La mayor sufre atresia esofágica. Una anomalía congénita por la que el esófago no está completamente formado, y por la que acude con regularidad al Hospital Sant Joan de Déu. Cuando llegaron, cuenta Julitza, la niña a penas hablaba, y la adaptación no fue fácil. “Algunos compañeros no querían jugar con ellas porque son de otro país, pero ahora las cosas van mejor. A veces se ponen tristes, pero se adaptan más rápido que los adultos”, detalla.
Refugio por extorsión
Además del bienestar sus pequeñas, su principal preocupación es la petición de asilo. “La abogada de la fundación nos dice que nos lo denegarán porque España no da asilo por extorsión, aunque quizá sí por razones humanitarias por la salud de nuestra niña, que podría desarrollar un cáncer de esófago más adelante", cuenta Julitza. Y es que según apunta CEAR (Comisión Española de Ayuda al Refugiado), las autoridades españolas, en términos generales, consideran que la extorsión de las maras entra dentro de lo que se denomina “delincuencia común”, y alegan que la finalidad del asilo no es otorgar protección ante fenómenos de inseguridad ciudadana”.

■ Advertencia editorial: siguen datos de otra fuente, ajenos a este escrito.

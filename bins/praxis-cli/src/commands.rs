// CLI commands for authoring and grading Praxis exercises
use anyhow::{bail, Context, Result};
use handlebars::Handlebars;
use praxis_common::{Exercise, GraderConfig};
use praxis_engine::{self_check, Grader, SelfCheckError};
use std::collections::HashMap;
use std::fs;
use std::path::Path;

const EXERCISE_TEMPLATE: &str = r#"{
  "slug": "{{slug}}",
  "title": "{{title}}",
  "starter_code": "export default fn App() { }",
  "solution_code": "export default fn App() { <h1>\"{{title}}\"</h1> }",
  "test_script": "expect(exists(\"h1\")).toBeTruthy()\nexpect(text(\"h1\")).toBe(\"{{title}}\")",
  "difficulty": "easy",
  "point_value": 10
}
"#;

/// Load a single exercise definition from a JSON file
fn load_exercise(path: &str) -> Result<Exercise> {
    let content = fs::read_to_string(path)
        .with_context(|| format!("Failed to read exercise file {}", path))?;
    serde_json::from_str(&content)
        .with_context(|| format!("Failed to parse exercise file {}", path))
}

/// Check an exercise definition against the publishing gate
pub async fn check_exercise(exercise_path: &str) -> Result<()> {
    let exercise = load_exercise(exercise_path)?;
    let config = GraderConfig::from_env();

    println!("🔍 Checking exercise: {} ({})", exercise.title, exercise.slug);

    match self_check(&exercise, &config).await {
        Ok(verdict) => {
            println!(
                "✓ Reference solution passes ({} ms)",
                verdict.elapsed_ms
            );
        }
        Err(SelfCheckError::NotPassing { outcome }) => {
            println!("✗ Reference solution graded as `{}`", outcome.kind());
            bail!("exercise '{}' failed its self-check", exercise.slug);
        }
        Err(SelfCheckError::Grader(err)) => {
            bail!("grader error while checking '{}': {}", exercise.slug, err);
        }
    }

    // A starter that already satisfies the script means the exercise
    // asks nothing of the learner. Authors get a warning, not a failure.
    let grader = Grader::new(exercise.clone(), config);
    match grader.submit(exercise.starter_code.clone()).await {
        Ok(Some(verdict)) if verdict.passed() => {
            println!("⚠️  Starter code already passes the assertion script");
        }
        Ok(_) => {
            println!("✓ Starter code does not pass on its own");
        }
        Err(err) => {
            bail!("grader error while grading the starter: {}", err);
        }
    }

    println!("✅ Exercise '{}' is publishable", exercise.slug);
    Ok(())
}

/// Grade a submission file against an exercise
pub async fn grade_submission(exercise_path: &str, submission_path: &str) -> Result<()> {
    let exercise = load_exercise(exercise_path)?;
    let source = fs::read_to_string(submission_path)
        .with_context(|| format!("Failed to read submission file {}", submission_path))?;
    let config = GraderConfig::from_env();

    println!("📝 Grading submission against: {}", exercise.slug);

    let grader = Grader::new(exercise, config);
    let verdict = match grader.submit(source).await {
        Ok(Some(verdict)) => verdict,
        Ok(None) => bail!("the grader dropped the verdict"),
        Err(err) => bail!("grader error: {}", err),
    };

    if verdict.passed() {
        println!("✅ Passed ({} ms)", verdict.elapsed_ms);
    } else {
        println!(
            "❌ {} ({} ms)",
            verdict.outcome.kind(),
            verdict.elapsed_ms
        );
        for diagnostic in verdict.diagnostics() {
            println!("  → {}", diagnostic.message);
        }
    }

    Ok(())
}

/// Scaffold a new exercise definition
pub async fn init_exercise(path: &str, slug: &str, title: &str) -> Result<()> {
    if slug.is_empty() || title.is_empty() {
        bail!("Exercise slug and title cannot be empty");
    }

    let rendered = render_scaffold(slug, title)?;

    let out_dir = Path::new(path);
    fs::create_dir_all(out_dir)
        .with_context(|| format!("Failed to create directory {}", path))?;
    let out_path = out_dir.join(format!("{}.json", slug));
    if out_path.exists() {
        bail!("{} already exists", out_path.display());
    }
    fs::write(&out_path, rendered)
        .with_context(|| format!("Failed to write {}", out_path.display()))?;

    println!("✅ Scaffolded exercise at {}", out_path.display());
    println!("\n📋 Next steps:");
    println!("  1. Edit the starter code and assertion script");
    println!("  2. Verify it: praxis-cli check --exercise {}", out_path.display());

    Ok(())
}

fn render_scaffold(slug: &str, title: &str) -> Result<String> {
    let mut handlebars = Handlebars::new();
    handlebars.set_strict_mode(true);
    // The output is JSON, not HTML.
    handlebars.register_escape_fn(handlebars::no_escape);

    let mut data = HashMap::new();
    data.insert("slug", slug);
    data.insert("title", title);

    handlebars
        .render_template(EXERCISE_TEMPLATE, &data)
        .context("Failed to render exercise template")
}

#[cfg(test)]
mod tests {
    use super::*;

    #[test]
    fn test_scaffold_renders_valid_exercise_json() {
        let rendered = render_scaffold("my-first", "My First Exercise").unwrap();
        let exercise: Exercise = serde_json::from_str(&rendered).unwrap();
        assert_eq!(exercise.slug, "my-first");
        assert_eq!(exercise.title, "My First Exercise");
    }

    #[tokio::test]
    async fn test_scaffold_passes_its_own_check() {
        let rendered = render_scaffold("scaffold-check", "Scaffold Check").unwrap();
        let exercise: Exercise = serde_json::from_str(&rendered).unwrap();

        let config = GraderConfig {
            budget_ms: 500,
            fuel_limit: 1_000_000,
            exercises_path: String::new(),
        };
        let verdict = self_check(&exercise, &config).await.unwrap();
        assert!(verdict.passed());
    }

    #[tokio::test]
    async fn test_scaffold_starter_does_not_pass() {
        let rendered = render_scaffold("scaffold-starter", "Scaffold Starter").unwrap();
        let exercise: Exercise = serde_json::from_str(&rendered).unwrap();

        let config = GraderConfig {
            budget_ms: 500,
            fuel_limit: 1_000_000,
            exercises_path: String::new(),
        };
        let grader = Grader::new(exercise.clone(), config);
        let verdict = grader
            .submit(exercise.starter_code.clone())
            .await
            .unwrap()
            .unwrap();
        assert!(!verdict.passed());
    }
}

A pesar de ello, la Audiencia Nacional (AN) marcó un punto de inflexión con una sentencia de septiembre de 2017 en la que reconoció que la violencia en El Salvador —donde también actúan las maras- era de tal intensidad que podía calificarse de “conflicto interno”, y que el solicitante de asilo se encontraba en necesidad de protección internacional. Sin embargo, en otro fallo de noviembre del año pasado, el mismo tribunal desestimó el recurso de otro peticionario, que recurrió a la justicia tras la negativa del Ministerio del Interior.
Protección
Según los magistrados, estas peticiones "no pueden basarse en la inseguridad que existe en el país de origen que hace el solicitante al temer por su vida, pues los episodios de extorsión económica no obedecen a una persecución por motivos de raza, religión, nacionalidad, pertenencia a determinado grupo social, u opiniones políticas en su país de origen”. En dicho caso, fue un ciudadano de Colombia que regentaba un restaurante el que solicitó asilo tras ser chantajeado y amenazado por paramilitares.

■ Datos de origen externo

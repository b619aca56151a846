//! Praxis grading engine
//!
//! Compiles a learner's submission in a small component-oriented UI
//! language, mounts it in a disposable sandbox, runs the exercise's
//! `expect(...)` assertion script against the mounted markup, and
//! produces a single immutable [`Verdict`](praxis_common::types::Verdict)
//! under a hard wall-clock budget.
//!
//! Pipeline: [`transpiler`] → [`sandbox`] → [`assertions`], sequenced by
//! the [`orchestrator`] with the [`watchdog`] bounding every sandboxed
//! step.

pub mod assertions;
pub mod dom;
pub mod orchestrator;
pub mod sandbox;
pub mod transpiler;
pub mod watchdog;

// Re-export the public surface consumed by editor shells
pub use orchestrator::{self_check, Grader, GraderError, SelfCheckError};
pub use sandbox::{KillHandle, SandboxInstance};
pub use transpiler::{compile, CompileError, CompiledModule};
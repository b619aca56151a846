// Route definitions for the Praxis API

use axum::{
    routing::{get, post},
    Router,
};
use std::sync::Arc;

use crate::{handlers, AppState};

pub fn routes() -> Router<Arc<AppState>> {
    Router::new()
        .route("/grade", post(handlers::grade))
        .route("/exercises", get(handlers::list_exercises))
        .route("/health", get(handlers::health_check))
        .route("/metrics", get(handlers::metrics_text))
}
pub mod config;
pub mod types;

// Re-export commonly used types for convenience
pub use config::GraderConfig;
pub use types::{Difficulty, Exercise, Outcome, Verdict};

"De verdad que no lo entiendo", dice la hondureña de 28 años, "nosotros no vinimos para aquí porque quisimos, sino porque nuestras vidas corrían peligro". Julitza tiene “esperanza”, quiere creer que en su caso sí les concederán el asilo. Si no es así, tendrán dos semanas para abandonar España una vez se les notifique la resolución.